Persepolis

I came across a relief at the Nelson-Atkins Museum of Art in Kansas City that was taken from Persepolis. It depicted two men carrying gifts–a lamb and a loaf of bread–to the Persian king Darius. After 2500 years, it’s not in great shape. I didn’t take a picture of it, but here’s a picture of part of the same relief.

You might be thinking, “Hey! I thought this blog was about the Bible, not ancient art.” And you would be right. Persia was one of the many empires that dominated Ancient Israel in Biblical times. Here’s a super brief overview of the empires: Assyria–> Babylon–> Persia–> Greece–> Rome.

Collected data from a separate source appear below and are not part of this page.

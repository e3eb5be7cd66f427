//! Modelos del sistema
//!
//! Este módulo contiene los tipos de dominio del cliente: reservas y sus
//! estados, filtros, paginación y usuarios de administración.

pub mod filtros;
pub mod pagination;
pub mod reserva;
pub mod usuario;

pub use filtros::{CampoFiltro, FiltroEstado, FiltrosReserva, MIN_FILTER_LENGTH};
pub use pagination::Pagination;
pub use reserva::{Calificacion, EstadoReserva, LadoCalificacion, ObservacionRequerida, Reserva};
pub use usuario::{Usuario, UsuariosPage};
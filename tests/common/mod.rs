#![allow(dead_code)]

use std::sync::Arc;

use booking_client::cache::{StaticToken, TokenProvider};
use booking_client::client::ApiClient;
use booking_client::config::EnvironmentConfig;
use booking_client::dto::RawReserva;
use booking_client::models::Reserva;
use serde_json::json;
use tokio::io::{AsyncReadExt, AsyncWriteExt};
use tokio::net::TcpListener;
use tokio::task::JoinHandle;

/// Servidor HTTP de una sola respuesta; devuelve el request recibido
pub struct OneShotServer {
    pub base_url: String,
    handle: JoinHandle<Vec<String>>,
}

impl OneShotServer {
    pub async fn respond(status: u16, body: &str) -> Self {
        Self::script(&[(status, body)]).await
    }

    /// Responder en orden, una conexión por respuesta
    pub async fn script(responses: &[(u16, &str)]) -> Self {
        let listener = TcpListener::bind("127.0.0.1:0").await.unwrap();
        let base_url = format!("http://{}", listener.local_addr().unwrap());
        let responses: Vec<(u16, String)> = responses
            .iter()
            .map(|(status, body)| (*status, body.to_string()))
            .collect();

        let handle = tokio::spawn(async move {
            let mut requests = Vec::new();
            for (status, body) in responses {
                let (mut socket, _) = listener.accept().await.unwrap();
                requests.push(read_request(&mut socket).await);

                let response = format!(
                    "HTTP/1.1 {} {}\r\nContent-Type: application/json\r\nContent-Length: {}\r\nConnection: close\r\n\r\n{}",
                    status,
                    reason(status),
                    body.len(),
                    body
                );
                socket.write_all(response.as_bytes()).await.unwrap();
                socket.shutdown().await.ok();
            }
            requests
        });

        Self { base_url, handle }
    }

    /// Request completo (línea, headers y cuerpo)
    pub async fn request(self) -> String {
        self.requests().await.remove(0)
    }

    /// Todos los requests recibidos, en orden
    pub async fn requests(self) -> Vec<String> {
        self.handle.await.unwrap()
    }
}

async fn read_request(socket: &mut tokio::net::TcpStream) -> String {
    let mut buffer = Vec::new();
    let mut chunk = [0u8; 1024];

    let header_end = loop {
        let n = socket.read(&mut chunk).await.unwrap();
        assert!(n > 0, "conexión cerrada antes de los headers");
        buffer.extend_from_slice(&chunk[..n]);
        if let Some(pos) = find(&buffer, b"\r\n\r\n") {
            break pos + 4;
        }
    };

    let headers = String::from_utf8_lossy(&buffer[..header_end]).to_lowercase();
    let content_length = headers
        .lines()
        .find_map(|line| line.strip_prefix("content-length:"))
        .and_then(|value| value.trim().parse::<usize>().ok())
        .unwrap_or(0);

    while buffer.len() < header_end + content_length {
        let n = socket.read(&mut chunk).await.unwrap();
        if n == 0 {
            break;
        }
        buffer.extend_from_slice(&chunk[..n]);
    }

    String::from_utf8_lossy(&buffer).to_string()
}

fn find(haystack: &[u8], needle: &[u8]) -> Option<usize> {
    haystack
        .windows(needle.len())
        .position(|window| window == needle)
}

fn reason(status: u16) -> &'static str {
    match status {
        200 => "OK",
        400 => "Bad Request",
        404 => "Not Found",
        409 => "Conflict",
        500 => "Internal Server Error",
        _ => "Unknown",
    }
}

pub fn api_client(base_url: &str, token: StaticToken) -> Arc<ApiClient> {
    let config = EnvironmentConfig {
        api_base_url: base_url.to_string(),
        ..EnvironmentConfig::default()
    };
    let tokens: Arc<dyn TokenProvider> = Arc::new(token);
    Arc::new(ApiClient::new(&config, tokens).unwrap())
}

pub fn reserva(id: i64, estado: &str) -> Reserva {
    let raw: RawReserva = serde_json::from_value(json!({
        "id_reserva": id,
        "estado": estado,
        "nombre_servicio": format!("Servicio {}", id),
    }))
    .unwrap();
    raw.into_reserva().unwrap()
}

Persepolis was supposedly chosen by Cyrus (yep, the same one who’s all over the book of Isaiah). Two kings later, the palace complex was constructed under Darius, the guy who threw Daniel into the lions’ den. Of course, Daniel lived at Persepolis and as one of Darius’ officials. Both Ezra and Nehemiah lived at Persepolis under Artaxerxes I who reigned there and sent both of them to Jerusalem at different times, 458 and 445 BC, respectively.

The complex itself is amazing. It’s in ruins today, but very impressive ruins! Check out the wikipedia article and some pictures. You can just picture Ezra and Nehemiah walking among the pillars of the palace and thinking about the plight of Judah.